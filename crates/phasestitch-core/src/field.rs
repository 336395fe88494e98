use ndarray::{Array2, IxDyn};

use crate::error::{Result, StitchError};

/// A dense real-valued field of 1, 2 or 3 dimensions.
///
/// `dims` is ordered `[width, height, depth]` and samples are stored
/// row-major with `x` varying fastest, so a 2-D field's buffer is a sequence
/// of `height` rows of `width` samples.
#[derive(Clone, Debug, PartialEq)]
pub struct DenseField<const N: usize> {
    dims: [usize; N],
    data: Vec<f32>,
}

pub type Field1 = DenseField<1>;
pub type Field2 = DenseField<2>;
pub type Field3 = DenseField<3>;

impl<const N: usize> DenseField<N> {
    /// Allocate a zero-filled field. Every dimension must be at least 1.
    pub fn zeros(dims: [usize; N]) -> Result<Self> {
        check_dims(&dims)?;
        Ok(Self::zeroed(dims))
    }

    /// Wrap an existing buffer. Its length must equal the product of `dims`.
    pub fn from_vec(dims: [usize; N], data: Vec<f32>) -> Result<Self> {
        check_dims(&dims)?;
        let expected = volume(&dims);
        if data.len() != expected {
            return Err(StitchError::Dimension(format!(
                "buffer holds {} samples but dims {:?} need {}",
                data.len(),
                dims,
                expected
            )));
        }
        Ok(Self { dims, data })
    }

    /// Build a field by evaluating `f` at every position.
    pub fn from_fn(dims: [usize; N], mut f: impl FnMut([usize; N]) -> f32) -> Result<Self> {
        let mut field = Self::zeros(dims)?;
        for (i, value) in field.data.iter_mut().enumerate() {
            *value = f(position_of(&dims, i));
        }
        Ok(field)
    }

    pub(crate) fn zeroed(dims: [usize; N]) -> Self {
        Self {
            dims,
            data: vec![0.0; volume(&dims)],
        }
    }

    pub fn dims(&self) -> [usize; N] {
        self.dims
    }

    /// Extent along `axis` (0 = x).
    pub fn dim(&self, axis: usize) -> usize {
        self.dims[axis]
    }

    pub fn width(&self) -> usize {
        self.dims[0]
    }

    pub fn len(&self) -> usize {
        self.data.len()
    }

    pub fn is_empty(&self) -> bool {
        self.data.is_empty()
    }

    pub fn contains(&self, pos: [usize; N]) -> bool {
        pos.iter().zip(self.dims.iter()).all(|(&p, &d)| p < d)
    }

    /// Linear buffer index of `pos`. Does not check bounds.
    pub fn index_of(&self, pos: [usize; N]) -> usize {
        linear_index(&self.dims, &pos)
    }

    /// Value at `pos`.
    ///
    /// # Panics
    /// If any coordinate is outside the field.
    pub fn get(&self, pos: [usize; N]) -> f32 {
        assert!(
            self.contains(pos),
            "position {:?} outside field {:?}",
            pos,
            self.dims
        );
        self.data[self.index_of(pos)]
    }

    pub fn try_get(&self, pos: [usize; N]) -> Option<f32> {
        if self.contains(pos) {
            Some(self.data[self.index_of(pos)])
        } else {
            None
        }
    }

    /// Value at a signed position, zero outside the field.
    pub fn get_zero(&self, pos: [i64; N]) -> f32 {
        let mut unsigned = [0usize; N];
        for axis in 0..N {
            if pos[axis] < 0 || pos[axis] >= self.dims[axis] as i64 {
                return 0.0;
            }
            unsigned[axis] = pos[axis] as usize;
        }
        self.data[self.index_of(unsigned)]
    }

    /// Value at a signed position, reflecting coordinates outside the field
    /// about its border samples (the border itself is not repeated).
    pub fn get_mirror(&self, pos: [i64; N]) -> f32 {
        let mut unsigned = [0usize; N];
        for axis in 0..N {
            unsigned[axis] = mirror_coordinate(pos[axis], self.dims[axis]);
        }
        self.data[self.index_of(unsigned)]
    }

    /// # Panics
    /// If any coordinate is outside the field.
    pub fn set(&mut self, pos: [usize; N], value: f32) {
        assert!(
            self.contains(pos),
            "position {:?} outside field {:?}",
            pos,
            self.dims
        );
        let idx = self.index_of(pos);
        self.data[idx] = value;
    }

    pub fn as_slice(&self) -> &[f32] {
        &self.data
    }

    pub fn as_mut_slice(&mut self) -> &mut [f32] {
        &mut self.data
    }

    pub fn into_vec(self) -> Vec<f32> {
        self.data
    }

    /// Smallest and largest sample. `None` only for an empty buffer.
    pub fn min_max(&self) -> Option<(f32, f32)> {
        let first = *self.data.first()?;
        Some(
            self.data
                .iter()
                .fold((first, first), |(lo, hi), &v| (lo.min(v), hi.max(v))),
        )
    }

    /// Multiply every sample by `factor`.
    pub fn scale(&mut self, factor: f32) {
        self.data.iter_mut().for_each(|v| *v *= factor);
    }
}

impl DenseField<2> {
    pub fn height(&self) -> usize {
        self.dims[1]
    }

    /// Copy an `ndarray` image of shape `(height, width)`.
    pub fn from_array2(array: &Array2<f32>) -> Result<Self> {
        let (h, w) = array.dim();
        Self::from_vec([w, h], array.iter().copied().collect())
    }

    /// Copy into an `ndarray` image of shape `(height, width)`.
    pub fn to_array2(&self) -> Array2<f32> {
        let [w, h] = self.dims;
        Array2::from_shape_fn((h, w), |(row, col)| self.data[row * w + col])
    }

    /// One row of samples.
    pub fn row(&self, y: usize) -> &[f32] {
        let w = self.dims[0];
        &self.data[y * w..(y + 1) * w]
    }
}

impl DenseField<3> {
    pub fn height(&self) -> usize {
        self.dims[1]
    }

    pub fn depth(&self) -> usize {
        self.dims[2]
    }
}

/// Number of samples spanned by `dims`.
pub fn volume(dims: &[usize]) -> usize {
    dims.iter().product()
}

/// Row-major linear index with axis 0 fastest.
pub(crate) fn linear_index(dims: &[usize], pos: &[usize]) -> usize {
    let mut idx = 0;
    for axis in (0..dims.len()).rev() {
        idx = idx * dims[axis] + pos[axis];
    }
    idx
}

pub(crate) fn position_of<const N: usize>(dims: &[usize; N], mut idx: usize) -> [usize; N] {
    let mut pos = [0usize; N];
    for axis in 0..N {
        pos[axis] = idx % dims[axis];
        idx /= dims[axis];
    }
    pos
}

/// Position of the first sample of axis-0 line `line_idx` in a grid of
/// `dims`, i.e. `[0, y, z]`.
pub(crate) fn line_origin<const N: usize>(dims: &[usize; N], line_idx: usize) -> [usize; N] {
    let mut pos = [0usize; N];
    let mut rest = line_idx;
    for axis in 1..N {
        pos[axis] = rest % dims[axis];
        rest /= dims[axis];
    }
    pos
}

/// `ndarray` shape of a buffer laid out with axis 0 fastest: the dims in
/// reverse order, so the last `ndarray` axis is contiguous.
pub(crate) fn nd_shape(dims: &[usize]) -> IxDyn {
    let reversed: Vec<usize> = dims.iter().rev().copied().collect();
    IxDyn(&reversed)
}

/// Reflect `p` into `0..n` without repeating the border sample
/// (`-1 -> 1`, `n -> n - 2`).
pub fn mirror_coordinate(p: i64, n: usize) -> usize {
    if n == 1 {
        return 0;
    }
    let period = 2 * (n as i64 - 1);
    let m = p.rem_euclid(period);
    if m >= n as i64 {
        (period - m) as usize
    } else {
        m as usize
    }
}

fn check_dims(dims: &[usize]) -> Result<()> {
    if dims.is_empty() || dims.iter().any(|&d| d == 0) {
        return Err(StitchError::Dimension(format!(
            "every dimension must be at least 1, got {:?}",
            dims
        )));
    }
    Ok(())
}
use crate::consts::FAST_LENGTH_MAX_PRIME;
use crate::error::{Result, StitchError};

/// Whether a complex transform of length `n` factors into primes no larger
/// than [`FAST_LENGTH_MAX_PRIME`].
pub fn is_fast_length(n: usize) -> bool {
    if n == 0 {
        return false;
    }
    let mut rest = n;
    for p in 2..=FAST_LENGTH_MAX_PRIME {
        while rest % p == 0 {
            rest /= p;
        }
    }
    rest == 1
}

/// Whether `n` is usable as the real (first) axis: fast and even.
pub fn is_fast_real_length(n: usize) -> bool {
    n >= 2 && n % 2 == 0 && is_fast_length(n)
}

/// Smallest fast complex length `>= n`.
pub fn fast_length(n: usize) -> usize {
    let mut m = n.max(1);
    while !is_fast_length(m) {
        m += 1;
    }
    m
}

/// Smallest fast real length `>= n`.
pub fn fast_real_length(n: usize) -> usize {
    let mut m = n.max(2);
    if m % 2 == 1 {
        m += 1;
    }
    while !is_fast_length(m) {
        m += 2;
    }
    m
}

/// Fast dims covering `dims`: the real length on axis 0, complex elsewhere.
pub fn fast_dims<const N: usize>(dims: [usize; N]) -> [usize; N] {
    let mut fast = dims;
    fast[0] = fast_real_length(dims[0]);
    for d in fast.iter_mut().skip(1) {
        *d = fast_length(*d);
    }
    fast
}

/// Reject dims that cannot be transformed directly.
pub fn check_transform_dims(dims: &[usize]) -> Result<()> {
    for (axis, &len) in dims.iter().enumerate() {
        let ok = if axis == 0 {
            is_fast_real_length(len)
        } else {
            is_fast_length(len)
        };
        if !ok {
            let suggestion = if axis == 0 {
                fast_real_length(len)
            } else {
                fast_length(len)
            };
            return Err(StitchError::Dimension(format!(
                "length {len} on axis {axis} is not a fast transform length (next: {suggestion})"
            )));
        }
    }
    Ok(())
}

• • •

### Exercise
Copy the lines of the data above exactly as written, beginning with the line containing "return false;" and ending with the line containing "Smallest fast complex", and leave out all other lines.

### Response
        return false;
    }
    let mut rest = n;
    for p in 2..=FAST_LENGTH_MAX_PRIME {
        while rest % p == 0 {
            rest /= p;
        }
    }
    rest == 1
}

/// Whether `n` is usable as the real (first) axis: fast and even.
pub fn is_fast_real_length(n: usize) -> bool {
    n >= 2 && n % 2 == 0 && is_fast_length(n)
}

/// Smallest fast complex length `>= n`.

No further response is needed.